If you have even a passing acquaintance with
this channel, you’ll know that I’m constantly banging on about the next ‘exciting battery
breakthrough’. They’re coming at us thick and fast these days, aren’t they?
According to this recent article, having started at virtually zero in 2017,
global battery energy storage capacity has grown so exponentially that by 2025 it's
projected to surpass the mighty pumped hydro as the largest energy storage medium in the world.
Now, of course, just like all the other so-called ‘green’ technologies, batteries are not a silver
bullet that’ll solve the climate emergency. I’m often accused of believing that technology alone
can drag humanity out of its current existential predicament, which always makes me wonder
whether those critics have watched any of the dozens and dozens of videos I’ve made explaining
quite specifically why technology alone CANNOT drag humanity out of its current existential
predicament. There are myriad other problems and challenges that we’ll need to overcome in the
coming decades. But batteries ARE definitely a thing. And they‘re a thing that’s not going away.

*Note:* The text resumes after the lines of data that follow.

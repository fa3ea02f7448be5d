//! Pure geometry for the viewer's zoom transition.
//!
//! Everything here is side-effect free: the transition driver and the tests
//! share the same frame math.

/// An axis-aligned rectangle in overlay coordinates.
#[derive(Debug, Clone, Copy, PartialEq)]
pub struct Rectf {
    pub x: f64,
    pub y: f64,
    pub width: f64,
    pub height: f64,
}

impl Rectf {
    pub const ZERO: Rectf = Rectf {
        x: 0.0,
        y: 0.0,
        width: 0.0,
        height: 0.0,
    };

    pub fn new(x: f64, y: f64, width: f64, height: f64) -> Self {
        Self {
            x,
            y,
            width,
            height,
        }
    }

    pub fn center(&self) -> (f64, f64) {
        (self.x + self.width / 2.0, self.y + self.height / 2.0)
    }
}

/// How an image is scaled into a bounding rectangle.
#[derive(Debug, Clone, Copy, PartialEq, Eq)]
pub enum ContentMode {
    /// Scale so the whole image is visible inside the bounds.
    AspectFit,
    /// Scale so the image covers the bounds, cropping the overflow.
    AspectFill,
}

/// Computes the centered frame for an image of intrinsic size
/// `image_w` x `image_h` scaled into `bounds` per `mode`.
///
/// The result keeps the image's aspect ratio and is centered on both axes.
/// Degenerate inputs (non-positive sizes) fall back to `bounds`.
pub fn centered_frame(image_w: f64, image_h: f64, bounds: Rectf, mode: ContentMode) -> Rectf {
    if image_w <= 0.0 || image_h <= 0.0 || bounds.width <= 0.0 || bounds.height <= 0.0 {
        return bounds;
    }

    let scale_x = bounds.width / image_w;
    let scale_y = bounds.height / image_h;
    let scale = match mode {
        ContentMode::AspectFit => scale_x.min(scale_y),
        ContentMode::AspectFill => scale_x.max(scale_y),
    };

    let width = image_w * scale;
    let height = image_h * scale;
    Rectf::new(
        bounds.x + (bounds.width - width) / 2.0,
        bounds.y + (bounds.height - height) / 2.0,
        width,
        height,
    )
}

/// Linear interpolation between two scalars at `t` in [0, 1].
pub fn lerp(a: f64, b: f64, t: f64) -> f64 {
    a + (b - a) * t
}

/// Linear interpolation between two rectangles at `t` in [0, 1].
pub fn lerp_rect(from: Rectf, to: Rectf, t: f64) -> Rectf {
    Rectf::new(
        lerp(from.x, to.x, t),
        lerp(from.y, to.y, t),
        lerp(from.width, to.width, t),
        lerp(from.height, to.height, t),
    )
}

#[cfg(test)]
mod tests {
    use super::*;

    const BOUNDS: Rectf = Rectf {
        x: 0.0,
        y: 0.0,
        width: 800.0,
        height: 600.0,
    };

    fn aspect(rect: Rectf) -> f64 {
        rect.width / rect.height
    }

    #[test]
    fn fit_keeps_image_inside_bounds() {
        let frame = centered_frame(4000.0, 1000.0, BOUNDS, ContentMode::AspectFit);
        assert!(frame.width <= BOUNDS.width + 1e-9);
        assert!(frame.height <= BOUNDS.height + 1e-9);
        assert!((aspect(frame) - 4.0).abs() < 1e-9);
    }

    #[test]
    fn fill_covers_bounds() {
        let frame = centered_frame(4000.0, 1000.0, BOUNDS, ContentMode::AspectFill);
        assert!(frame.width >= BOUNDS.width - 1e-9);
        assert!(frame.height >= BOUNDS.height - 1e-9);
        assert!((aspect(frame) - 4.0).abs() < 1e-9);
    }

    #[test]
    fn result_is_centered_on_both_axes() {
        for mode in [ContentMode::AspectFit, ContentMode::AspectFill] {
            let frame = centered_frame(300.0, 500.0, BOUNDS, mode);
            let (cx, cy) = frame.center();
            let (bx, by) = BOUNDS.center();
            assert!((cx - bx).abs() < 1e-9);
            assert!((cy - by).abs() < 1e-9);
        }
    }

    #[test]
    fn centered_frame_is_deterministic() {
        let a = centered_frame(1234.0, 567.0, BOUNDS, ContentMode::AspectFill);
        let b = centered_frame(1234.0, 567.0, BOUNDS, ContentMode::AspectFill);
        assert_eq!(a, b);
    }

    #[test]
    fn offset_bounds_are_respected() {
        let bounds = Rectf::new(100.0, 50.0, 400.0, 400.0);
        let frame = centered_frame(200.0, 200.0, bounds, ContentMode::AspectFit);
        assert_eq!(frame, Rectf::new(100.0, 50.0, 400.0, 400.0));
    }

    #[test]
    fn degenerate_input_falls_back_to_bounds() {
        assert_eq!(
            centered_frame(0.0, 100.0, BOUNDS, ContentMode::AspectFit),
            BOUNDS
        );
    }

    #[test]
    fn lerp_rect_hits_endpoints() {
        let from = Rectf::new(10.0, 20.0, 30.0, 40.0);
        let to = Rectf::new(110.0, 120.0, 130.0, 140.0);
        assert_eq!(lerp_rect(from, to, 0.0), from);
        assert_eq!(lerp_rect(from, to, 1.0), to);
        let mid = lerp_rect(from, to, 0.5);
        assert_eq!(mid, Rectf::new(60.0, 70.0, 80.0, 90.0));
    }
}
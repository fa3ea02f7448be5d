pub mod grid;
pub mod window;

pub use window::MainWindow;
//! # beermap-core
//!
//! Business logic of the beer map: pure usecases over the entities and
//! gateway traits at the seams to the external collaborators (the venue
//! dataset source and the mapping engine).

pub mod gateways;
pub mod usecases;
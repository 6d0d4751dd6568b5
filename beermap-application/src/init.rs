use crate::{
    error::AppError, overlay::Overlay, usecases, view::MapView, Catalog, DatasetGateway,
    MapLoader, MapOptions, MapPoint, TimeOfDay, DEFAULT_ZOOM,
};

// Fallback map center when the catalog is empty.
const DEFAULT_CENTER_LAT_DEG: f64 = 41.015137;
const DEFAULT_CENTER_LNG_DEG: f64 = 28.97953;

/// Joins the dataset fetch and the map library load, then builds the view.
///
/// The two operations run concurrently on blocking tasks and may complete
/// in either order; the map and its marker overlay are only constructed
/// after BOTH have completed. Passing no map loader (missing credential)
/// leaves the whole map subsystem inert.
///
/// Every initialization failure is logged and swallowed: the returned
/// view may have an empty catalog, no overlay, or both, but this function
/// never fails.
pub async fn init_map_view<D, L>(dataset: D, map_loader: Option<L>) -> MapView
where
    D: DatasetGateway + 'static,
    L: MapLoader + 'static,
{
    let fetch = tokio::task::spawn_blocking(move || {
        let records = dataset.fetch_venues()?;
        usecases::load_catalog(records).map_err(AppError::from)
    });
    let load = map_loader.map(|loader| tokio::task::spawn_blocking(move || loader.load()));

    let catalog = match fetch.await {
        Ok(Ok(catalog)) => catalog,
        Ok(Err(err)) => {
            warn!("Failed to load the venue catalog: {err}");
            Catalog::default()
        }
        Err(err) => {
            error!("The catalog loading task failed: {err}");
            Catalog::default()
        }
    };

    let api = match load {
        Some(handle) => match handle.await {
            Ok(Ok(api)) => Some(api),
            Ok(Err(err)) => {
                warn!("The map library could not be loaded: {err}");
                None
            }
            Err(err) => {
                error!("The map loading task failed: {err}");
                None
            }
        },
        None => {
            info!("No map credential configured, the map subsystem stays inert");
            None
        }
    };

    let overlay = api.and_then(|api| {
        let center = catalog.first().map(|venue| venue.pos).unwrap_or_else(|| {
            MapPoint::try_from_lat_lng_deg(DEFAULT_CENTER_LAT_DEG, DEFAULT_CENTER_LNG_DEG)
                .unwrap_or_default()
        });
        let map = match api.new_map(MapOptions {
            center,
            zoom: DEFAULT_ZOOM,
        }) {
            Ok(map) => map,
            Err(err) => {
                warn!("Failed to construct the map: {err}");
                return None;
            }
        };
        match Overlay::create(map, &catalog, TimeOfDay::now_local()) {
            Ok(overlay) => Some(overlay),
            Err(err) => {
                warn!("Failed to populate the marker overlay: {err}");
                None
            }
        }
    });

    MapView::new(catalog, overlay)
}
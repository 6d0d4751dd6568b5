use std::{env, fs, io::ErrorKind, path::Path};

use anyhow::Result;
use serde::Deserialize;

const DEFAULT_CONFIG_FILE_NAME: &str = "beermap.toml";
const DEFAULT_DATA_URL: &str = "http://localhost:8080/data/data.json";

const ENV_NAME_DATA_URL: &str = "BEERMAP_DATA_URL";
const ENV_NAME_MAP_API_KEY: &str = "BEERMAP_MAP_API_KEY";

#[derive(Debug, Clone)]
pub struct Config {
    pub data_url: String,
    pub map_api_key: Option<String>,
}

#[derive(Debug, Default, Deserialize)]
struct RawConfig {
    data_url: Option<String>,
    map_api_key: Option<String>,
}

impl Config {
    pub fn try_load_from_file_or_default<P: AsRef<Path>>(file_path: Option<P>) -> Result<Self> {
        let file_path: &Path = file_path.as_ref().map(|p| p.as_ref()).unwrap_or_else(|| {
            log::info!("No configuration file specified, load {DEFAULT_CONFIG_FILE_NAME}");
            Path::new(DEFAULT_CONFIG_FILE_NAME)
        });

        let raw_config: RawConfig = match fs::read_to_string(file_path) {
            Ok(cfg_string) => toml::from_str(&cfg_string)?,
            Err(err) => match err.kind() {
                ErrorKind::NotFound => {
                    log::info!(
                        "{} not found, load default configuration",
                        file_path.display()
                    );
                    RawConfig::default()
                }
                _ => return Err(err.into()),
            },
        };

        let mut cfg = Self::from(raw_config);
        if let Ok(url) = env::var(ENV_NAME_DATA_URL) {
            cfg.data_url = url;
        }
        match env::var(ENV_NAME_MAP_API_KEY) {
            Ok(key) => {
                cfg.map_api_key = Some(key);
            }
            Err(_) => {
                if cfg.map_api_key.is_none() {
                    log::warn!("No map API key found, the map subsystem stays inert");
                }
            }
        }
        Ok(cfg)
    }
}

impl From<RawConfig> for Config {
    fn from(raw: RawConfig) -> Self {
        Self {
            data_url: raw.data_url.unwrap_or_else(|| DEFAULT_DATA_URL.to_string()),
            map_api_key: raw.map_api_key,
        }
    }
}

The tricky challenge with so many new developments popping out of labs all over the world right
now, is to work out which ones are legitimate contenders and which ones are no more than
delusional hopium on the part of their inventors. Fortunately, a group of proper grown-ups
with impressive credentials and doctorates, and all that lovely stuff, recently
conducted a study of what they see as the most likely challengers
to the lithium-ion overlord. So, I thought I’d spend a bit of
time having a look at their findings. Hello and welcome to Just Have a Think, The study in question comes from the
world-renowned Fraunhofer Institute for Systems and Innovation Research in Germany. It’s called ‘Alternative Battery
Technologies – Roadmap 2030+” and it’s been developed as part
of a project called BEMA 2, funded by the German Federal Ministry
of Education and Research, or BMBF. I won’t attempt to read out what the
acronym BEMA stands for in German because I have a pathological aversion
to making a complete tit of myself, but I’ve written it out on screen
here so you can see what I mean. Anyhow… the clever boffins at Fraunhofer
highlighted four distinct technology families for their study, and then drilled down into
each category to look at the different flavours available within them. Obviously the grand-daddy
of the metal-ion category is lithium-ion. We’ve looked at it and its close relative
sodium-ion on several occasions, including the recent video about Natron in the USA, which
you can jump back to by clicking up there. Both those technologies are already on the market,
so if we consider them in terms of the industry standard Technology Readiness Level ladder,
they both sit right up there on the top rung. But there are a couple of other options in this
family that the Fraunhofer team say are worth considering. First up is Magnesium-ion.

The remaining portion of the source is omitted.